A direct-line reporting relationship of CIO to CEO suggests more frequent contact, a pair working on specific business problems, trust building or personal development is required.
However, it's not preferable that CIOs report to CEOs in all cases or by default.
Even if a CIO performs his or her operating role very effectively, a direct reporting line is not an entitlement.
CEOs will usually be advised by their boards not to let their personal span of control (total number of direct reports) become too broad.
This is partly because, to be effective in the role, the CEO must also spend so much of his or her personal time looking outward from the firm to investors, customers and business partners.
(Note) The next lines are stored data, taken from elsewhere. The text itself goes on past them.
//! S-expression parsing.
//!
//! The notation is fully parenthesized prefix lists of space-separated
//! atoms: `(progn (set-to 3) (add!-relative 2))`. Atoms are opaque symbol
//! strings; numerals stay atoms until a compiler gives them meaning.
//!
//! Parsing works top-down on the text: the outer parentheses are stripped,
//! then top-level children are split off one at a time, a nested list being
//! delimited with [`crate::brackets::match_index`]. Children are parsed
//! recursively.

use std::fmt;

use nom::{IResult, Parser, bytes::complete::take_till1};

use crate::brackets::{self, Direction, PAREN};
use crate::{Error, MAX_PARSE_DEPTH, ParseError, ParseErrorKind};

/// An immutable symbol. Two atoms are equal when their text is.
#[derive(Debug, Clone, PartialEq, Eq, Hash)]
pub struct Atom(String);

impl Atom {
    pub fn new(text: impl Into<String>) -> Self {
        Atom(text.into())
    }

    pub fn as_str(&self) -> &str {
        &self.0
    }
}

impl fmt::Display for Atom {
    fn fmt(&self, f: &mut fmt::Formatter<'_>) -> fmt::Result {
        write!(f, "{}", self.0)
    }
}

/// A syntax tree node: an atom or a list of nodes. The empty list is `()`.
#[derive(Debug, Clone, PartialEq, Eq)]
pub enum SExpr {
    Atom(Atom),
    List(Vec<SExpr>),
}

impl SExpr {
    /// The empty list
    pub fn nil() -> Self {
        SExpr::List(Vec::new())
    }

    pub fn atom(text: impl Into<String>) -> Self {
        SExpr::Atom(Atom::new(text))
    }

    pub fn is_nil(&self) -> bool {
        matches!(self, SExpr::List(items) if items.is_empty())
    }

    /// First element of a non-empty list
    pub fn head(&self) -> Option<&SExpr> {
        match self {
            SExpr::List(items) => items.first(),
            SExpr::Atom(_) => None,
        }
    }

    /// Every element after the first; empty for atoms and `()`
    pub fn tail(&self) -> &[SExpr] {
        match self {
            SExpr::List(items) if !items.is_empty() => &items[1..],
            _ => &[],
        }
    }

    /// Wrap `body` as `(progn body...)`.
    pub fn progn(body: &[SExpr]) -> Self {
        let mut items = Vec::with_capacity(body.len() + 1);
        items.push(SExpr::atom("progn"));
        items.extend_from_slice(body);
        SExpr::List(items)
    }
}

impl From<&str> for SExpr {
    fn from(text: &str) -> Self {
        SExpr::atom(text)
    }
}

impl<T: Into<SExpr>> From<Vec<T>> for SExpr {
    fn from(items: Vec<T>) -> Self {
        SExpr::List(items.into_iter().map(Into::into).collect())
    }
}

impl fmt::Display for SExpr {
    fn fmt(&self, f: &mut fmt::Formatter<'_>) -> fmt::Result {
        match self {
            SExpr::Atom(atom) => write!(f, "{atom}"),
            SExpr::List(items) => {
                write!(f, "(")?;
                for (i, item) in items.iter().enumerate() {
                    if i > 0 {
                        write!(f, " ")?;
                    }
                    write!(f, "{item}")?;
                }
                write!(f, ")")
            }
        }
    }
}

/// Replace newlines, tabs and carriage returns by spaces and trim.
fn normalize(text: &str) -> String {
    text.replace(['\n', '\t', '\r'], " ").trim().to_owned()
}

/// Atom text: everything up to a space or a parenthesis.
fn atom_text(input: &str) -> IResult<&str, &str> {
    take_till1(|c: char| c == ' ' || c == '(' || c == ')').parse(input)
}

/// Split the inside of a list into the source text of its children.
fn split_children(mut inner: &str, offset: usize) -> Result<Vec<(&str, usize)>, Error> {
    let mut children = Vec::new();
    let mut position = offset;

    loop {
        let trimmed = inner.trim_start_matches(' ');
        position += inner.len() - trimmed.len();
        inner = trimmed;
        if inner.is_empty() {
            return Ok(children);
        }

        let len = if inner.starts_with('(') {
            let close = brackets::match_index(inner.as_bytes(), 0, Direction::Forward, PAREN)
                .ok_or(Error::UnmatchedDelimiter {
                    delimiter: '(',
                    position,
                })?;
            close + 1
        } else {
            match atom_text(inner) {
                Ok((_, atom)) => atom.len(),
                Err(_) => {
                    return Err(Error::UnmatchedDelimiter {
                        delimiter: ')',
                        position,
                    });
                }
            }
        };

        children.push((&inner[..len], position));
        inner = &inner[len..];
        position += len;
    }
}

fn parse_at(text: &str, offset: usize, depth: usize) -> Result<SExpr, Error> {
    if depth >= MAX_PARSE_DEPTH {
        return Err(ParseError::new(
            ParseErrorKind::TooDeeplyNested,
            format!("Expression too deeply nested (max depth: {MAX_PARSE_DEPTH})"),
        )
        .into());
    }

    if !text.starts_with('(') {
        return match atom_text(text) {
            Ok(("", atom)) => Ok(SExpr::atom(atom)),
            Ok((rest, _)) => Err(trailing(rest)),
            Err(_) => Err(Error::UnmatchedDelimiter {
                delimiter: ')',
                position: offset,
            }),
        };
    }

    let close = brackets::match_index(text.as_bytes(), 0, Direction::Forward, PAREN).ok_or(
        Error::UnmatchedDelimiter {
            delimiter: '(',
            position: offset,
        },
    )?;
    if close + 1 < text.len() {
        return Err(trailing(&text[close + 1..]));
    }

    split_children(&text[1..close], offset + 1)?
        .into_iter()
        .map(|(child, position)| parse_at(child, position, depth + 1))
        .collect::<Result<Vec<_>, _>>()
        .map(SExpr::List)
}

fn trailing(rest: &str) -> Error {
    ParseError::new(
        ParseErrorKind::TrailingContent,
        format!("Unexpected remaining input: '{}'", rest.trim()),
    )
    .into()
}

/// Parse one s-expression.
///
/// `()` (with any interior whitespace) is the empty list; text not
/// starting with `(` is a single atom. Positions in errors refer to the
/// whitespace-normalized text.
pub fn parse(text: &str) -> Result<SExpr, Error> {
    let text = normalize(text);
    if text.is_empty() {
        return Err(ParseError::new(ParseErrorKind::Empty, "Unexpected end of input").into());
    }
    parse_at(&text, 0, 0)
}

#[cfg(test)]
#[expect(clippy::unwrap_used)] // test code OK
mod tests {
    use super::*;
    use pretty_assertions::assert_eq;

    fn list(items: Vec<SExpr>) -> SExpr {
        SExpr::List(items)
    }

    fn a(text: &str) -> SExpr {
        SExpr::atom(text)
    }

    #[derive(Debug)]
    enum Expect {
        Tree(SExpr),
        Unmatched(char),
        Kind(ParseErrorKind),
    }
    use Expect::*;

    #[test]
    fn test_parse_comprehensive() {
        let cases = vec![
            ("()", Tree(SExpr::nil())),
            ("(  )", Tree(SExpr::nil())),
            ("(\n\t)", Tree(SExpr::nil())),
            ("output", Tree(a("output"))),
            ("  -12  ", Tree(a("-12"))),
            ("(output)", Tree(list(vec![a("output")]))),
            ("(+ 3)", Tree(list(vec![a("+"), a("3")]))),
            (
                "(progn (set-to 3) (add!-relative 2) (output))",
                Tree(list(vec![
                    a("progn"),
                    list(vec![a("set-to"), a("3")]),
                    list(vec![a("add!-relative"), a("2")]),
                    list(vec![a("output")]),
                ])),
            ),
            (
                "(while-n-0\n\t(- 1)\n\t(> 1))",
                Tree(list(vec![
                    a("while-n-0"),
                    list(vec![a("-"), a("1")]),
                    list(vec![a(">"), a("1")]),
                ])),
            ),
            ("(())", Tree(list(vec![SExpr::nil()]))),
            ("((a) b)", Tree(list(vec![list(vec![a("a")]), a("b")]))),
            // Parentheses end an atom even without a space
            ("(a(b)c)", Tree(list(vec![a("a"), list(vec![a("b")]), a("c")]))),
            ("(a   b)", Tree(list(vec![a("a"), a("b")]))),
            // Errors
            ("(output", Unmatched('(')),
            ("(progn (output)", Unmatched('(')),
            ("((a) (b)", Unmatched('(')),
            (")", Unmatched(')')),
            ("", Kind(ParseErrorKind::Empty)),
            ("   \n", Kind(ParseErrorKind::Empty)),
            ("(a) (b)", Kind(ParseErrorKind::TrailingContent)),
            ("(a))", Kind(ParseErrorKind::TrailingContent)),
            ("a b", Kind(ParseErrorKind::TrailingContent)),
        ];

        for (i, (input, expected)) in cases.into_iter().enumerate() {
            let result = parse(input);
            match (result, expected) {
                (Ok(tree), Tree(expected)) => assert_eq!(tree, expected, "case #{}", i + 1),
                (Err(Error::UnmatchedDelimiter { delimiter, .. }), Unmatched(expected)) => {
                    assert_eq!(delimiter, expected, "case #{}", i + 1)
                }
                (Err(Error::Parse(e)), Kind(kind)) => assert_eq!(e.kind, kind, "case #{}", i + 1),
                (result, expected) => {
                    panic!("case #{} {input:?}: expected {expected:?}, got {result:?}", i + 1)
                }
            }
        }
    }

    #[test]
    fn test_round_trip() {
        let inputs = [
            "()",
            "atom",
            "(output)",
            "(progn (set-to 3) (add!-relative 2) (output))",
            "(while-n-0 (- 1) (> 1) (while-n-0 (+ 2)))",
            "((a (b (c))) () d)",
        ];

        for input in inputs {
            let tree = parse(input).unwrap();
            let rendered = tree.to_string();
            assert_eq!(rendered, input);
            assert_eq!(parse(&rendered).unwrap(), tree);
        }
    }

    #[test]
    fn test_depth_limit() {
        let under = format!(
            "{}x{}",
            "(".repeat(MAX_PARSE_DEPTH - 1),
            ")".repeat(MAX_PARSE_DEPTH - 1)
        );
        assert!(parse(&under).is_ok());

        let over = format!("{}x{}", "(".repeat(MAX_PARSE_DEPTH), ")".repeat(MAX_PARSE_DEPTH));
        match parse(&over) {
            Err(Error::Parse(e)) => assert_eq!(e.kind, ParseErrorKind::TooDeeplyNested),
            other => panic!("expected depth error, got {other:?}"),
        }
    }

    #[test]
    fn test_head_and_tail() {
        let tree = parse("(set-to 3 extra)").unwrap();
        assert_eq!(tree.head(), Some(&a("set-to")));
        assert_eq!(tree.tail(), &[a("3"), a("extra")]);
        assert_eq!(SExpr::nil().head(), None);
        assert!(SExpr::nil().tail().is_empty());
        assert!(SExpr::nil().is_nil());
        assert_eq!(
            SExpr::progn(tree.tail()),
            SExpr::from(vec!["progn", "3", "extra"])
        );
    }
}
So, the CIO role must justify its occupancy of a direct reporting line.
Some specific situations where a direct reporting line may be warranted include:
- Where the company and industry is highly information-intensive (for example, banking and media) or moderately information-intensive (for example, services such as travel and retail)
- While a technology-dependent business model or company transformation is under way — for example, merger and acquisition process integration
- While a heightened state of information-related threat or risk is in play — for example, cyberwarfare, industrial espionage, regulatory compliance or information-intensive business volatility
- Where the CIO also has another C-suite role — for example, COO, CFO or head of shared services
- Where the CIO role is a career development step or succession-planning action toward a future role as the next CEO, COO or CFO
If there are good reasons like these, there may be cause for the CIO to be considered for a direct reporting relationship to the CEO.
If none of these situations apply, the case is likely to be weak.
We expect the CEO reporting proportion to grow, modestly, and recommend that the CEO should review the CIO's reporting line biennially, at least.
Mark Raskino is a vice president and Gartner Fellow in the Executive Leadership and Innovation group of Gartner Research.